Section spéciale - Costa-Gavras (1975)

 1941. Suite à l'assassinat d'un officier allemand par un jeune militant communiste, Pierre Pucheu, le ministre de l'Intérieur auquel les pleins pouvoirs viennent d'être attribués, tente de faire voter une loi d'exception pour juger six autres militants...
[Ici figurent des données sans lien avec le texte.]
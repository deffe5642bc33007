use thiserror::Error;

use crate::export::ExportError;
use crate::transport::TransportError;

#[derive(Debug, Error)]
pub enum ClientError {
    #[error("Configure an API key first")]
    NoApiKeys,

    #[error("no user message at index {0}")]
    InvalidMessage(usize),

    #[error("unknown service '{0}'")]
    UnknownService(String),

    #[error("unknown template '{0}'")]
    UnknownTemplate(String),

    #[error("unknown conversation '{0}'")]
    UnknownConversation(String),

    #[error(transparent)]
    Transport(#[from] TransportError),

    #[error(transparent)]
    Export(#[from] ExportError),
}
Section spéciale s'inscrit dans le cycle des films politiques de Costa-Gavras où il est précédé par Z (1969), L'Aveu (1970) et État de siège (1972). Contrairement à ces derniers où il prenait souvent des contextes de fiction tout en s'inspirant d'évènement politiques de l'époque ( le coup d'État instaurant la dictature des colonels en Grèce pour Z,l'enlèvement de Dan Mitrione, agent du FBI sous couverture de l'AID, par les Tupamaros en 1970), Section spéciale prend un contexte historique bien réel et douloureux pour la France. Le Chagrin et la pitié de Marcel Ophüls (1969) et Lacombe Lucien de Louis Malle (1974) s'étant chargés entretemps d'effacer le mythe de la France toute "résistante" durant l'occupation, le cinéma peut alors s'attaquer aux nombreuses et méconnues injustices qui ont parcourues cette période. 
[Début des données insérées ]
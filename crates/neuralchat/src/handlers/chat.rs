//! Streaming chat relay.

use std::convert::Infallible;
use std::time::Duration;

use axum::Json;
use axum::extract::State;
use axum::extract::rejection::JsonRejection;
use axum::http::header::CACHE_CONTROL;
use axum::http::{HeaderMap, HeaderName, HeaderValue};
use axum::response::sse::{Event, KeepAlive, Sse};
use axum::response::{IntoResponse, Response};
use neuralchat_types::{AUTO_SERVICE, ChatBody, StreamFrame};
use tokio::sync::mpsc;
use tokio_stream::StreamExt;
use tokio_stream::wrappers::ReceiverStream;
use tracing::{debug, info, warn};

use crate::llm::{ChatStream, RequestCredentials};
use crate::response;
use crate::server::AppState;

/// Frames buffered between the relay task and the response body.
const RELAY_BUFFER: usize = 32;

const IDLE_TIMEOUT_MESSAGE: &str = "Stream idle timeout";

const X_SERVICE: &str = "x-service";

/// POST /chat
///
/// Selects a provider, opens its stream and relays it as SSE frames:
/// `{service, model}` first, then `{content}` per fragment, then `[DONE]`
/// or a single terminal `{error}`.
pub async fn chat(
    State(state): State<AppState>,
    headers: HeaderMap,
    body: Result<Json<ChatBody>, JsonRejection>,
) -> Response {
    let Json(body) = match body {
        Ok(body) => body,
        Err(rejection) => return response::internal_error(rejection.body_text()).into_response(),
    };

    let request = RequestCredentials::from_headers(&headers);
    let available = state.providers.resolve(&request);
    let provider = match state.selector.select(body.service.as_deref(), &available) {
        Ok(provider) => provider,
        Err(e) => return response::bad_request(e.to_string()).into_response(),
    };

    info!(
        service = provider.name(),
        model = provider.model(),
        messages = body.messages.len(),
        requested = body.service.as_deref().unwrap_or(AUTO_SERVICE),
        "Relaying chat request"
    );

    let upstream = match provider.chat_stream(body.messages).await {
        Ok(stream) => stream,
        Err(e) => {
            warn!(service = provider.name(), error = %e, "Provider rejected chat request");
            return response::internal_error(e.to_string()).into_response();
        }
    };

    let meta = StreamFrame::Meta {
        service: provider.name().to_string(),
        model: provider.model().to_string(),
    };
    let (tx, rx) = mpsc::channel(RELAY_BUFFER);
    tokio::spawn(relay(
        upstream,
        meta,
        tx,
        Duration::from_secs(state.idle_timeout_seconds),
    ));

    let events = ReceiverStream::new(rx)
        .map(|frame| Ok::<_, Infallible>(Event::default().data(frame.to_data())));
    let keep_alive = KeepAlive::new()
        .interval(Duration::from_secs(state.keep_alive_interval_seconds))
        .text("keep-alive");

    let mut response = Sse::new(events).keep_alive(keep_alive).into_response();
    let headers = response.headers_mut();
    headers.insert(CACHE_CONTROL, HeaderValue::from_static("no-cache"));
    headers.insert(
        HeaderName::from_static(X_SERVICE),
        HeaderValue::from_static(provider.name()),
    );
    response
}

/// Drain the upstream stream into `tx`, ending with exactly one terminal frame.
///
/// Returns early, dropping the upstream stream, once the receiver is gone.
async fn relay(
    upstream: ChatStream,
    meta: StreamFrame,
    tx: mpsc::Sender<StreamFrame>,
    idle_timeout: Duration,
) {
    if tx.send(meta).await.is_err() {
        return;
    }

    let mut upstream = std::pin::pin!(upstream.timeout(idle_timeout));
    let terminal = loop {
        match upstream.next().await {
            Some(Ok(Ok(fragment))) => {
                if fragment.is_empty() {
                    continue;
                }
                if tx.send(StreamFrame::Content(fragment)).await.is_err() {
                    debug!("Client disconnected, abandoning upstream stream");
                    return;
                }
            }
            Some(Ok(Err(e))) => {
                warn!(error = %e, "Upstream stream failed");
                break StreamFrame::Error(e.to_string());
            }
            Some(Err(_elapsed)) => {
                warn!(timeout_secs = idle_timeout.as_secs(), "Upstream stream idle");
                break StreamFrame::Error(IDLE_TIMEOUT_MESSAGE.to_string());
            }
            None => break StreamFrame::Done,
        }
    };

    if tx.send(terminal).await.is_err() {
        debug!("Client disconnected before the final frame");
    }
}

#[cfg(test)]
mod tests {
    use super::*;
    use crate::llm::LLMError;

    async fn collect(upstream: ChatStream, idle_timeout: Duration) -> Vec<StreamFrame> {
        let (tx, rx) = mpsc::channel(RELAY_BUFFER);
        let meta = StreamFrame::Meta {
            service: "Groq".to_string(),
            model: "m".to_string(),
        };
        relay(upstream, meta, tx, idle_timeout).await;
        ReceiverStream::new(rx).collect().await
    }

    #[tokio::test]
    async fn relays_fragments_then_done() {
        let upstream: ChatStream = Box::pin(futures::stream::iter(vec![
            Ok("Hel".to_string()),
            Ok(String::new()),
            Ok("lo".to_string()),
        ]));
        let frames = collect(upstream, Duration::from_secs(5)).await;
        assert_eq!(
            frames,
            vec![
                StreamFrame::Meta {
                    service: "Groq".to_string(),
                    model: "m".to_string()
                },
                StreamFrame::Content("Hel".to_string()),
                StreamFrame::Content("lo".to_string()),
                StreamFrame::Done,
            ]
        );
    }

    #[tokio::test]
    async fn error_frame_is_terminal() {
        let upstream: ChatStream = Box::pin(futures::stream::iter(vec![
            Ok("partial".to_string()),
            Err(LLMError::Stream("rate limited".to_string())),
            Ok("never".to_string()),
        ]));
        let frames = collect(upstream, Duration::from_secs(5)).await;
        assert_eq!(frames.len(), 3);
        assert_eq!(frames[1], StreamFrame::Content("partial".to_string()));
        assert_eq!(frames[2], StreamFrame::Error("rate limited".to_string()));
    }

    #[tokio::test]
    async fn idle_upstream_times_out() {
        let upstream: ChatStream = Box::pin(futures::stream::pending());
        let frames = collect(upstream, Duration::from_millis(50)).await;
        assert_eq!(
            frames.last(),
            Some(&StreamFrame::Error(IDLE_TIMEOUT_MESSAGE.to_string()))
        );
    }

    #[tokio::test]
    async fn stops_when_receiver_is_dropped() {
        let (tx, rx) = mpsc::channel(1);
        drop(rx);
        let upstream: ChatStream = Box::pin(futures::stream::iter(vec![Ok("x".to_string())]));
        // Returns instead of blocking on a closed channel.
        relay(upstream, StreamFrame::Done, tx, Duration::from_secs(5)).await;
    }
}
Dans Section spéciale il s'agira de montrer le jugement et l'exécution arbitraire que réalisa le gouvernement de Vichy afin de faire bonne figure auprès de l'occupant allemand suite au meurtre d'un officier allemand par un jeune militant communiste. Costa-Gavras se montre didactique et méthodique pour nous montrer l'escalade des évènements. Ce sera tout d'abord la forme d'improvisation de cet assassinant par les militants communistes, amenés à être plus organisés par la suite quand ils contribueront à façonner la Résistance - l'acte étant commis par le futur Colonel Fabien, figure importante de la résistance. Ici c'est un élan de rage juvénile contre l'occupant, mais dont on voit la lente maturation durant plusieurs tentatives avortées où ils ne peuvent se résoudre à passer à l'acte, puisque sous l'uniforme ennemi peuvent se trouver des hommes n'ayant pas eu le choix. Tout violent et spontané que soit cet acte, il est construit de manière à humaniser ses auteurs fougueux et inexpérimentés, quand la réaction du gouvernement de Vichy se montrera bien plus réfléchie et révoltante.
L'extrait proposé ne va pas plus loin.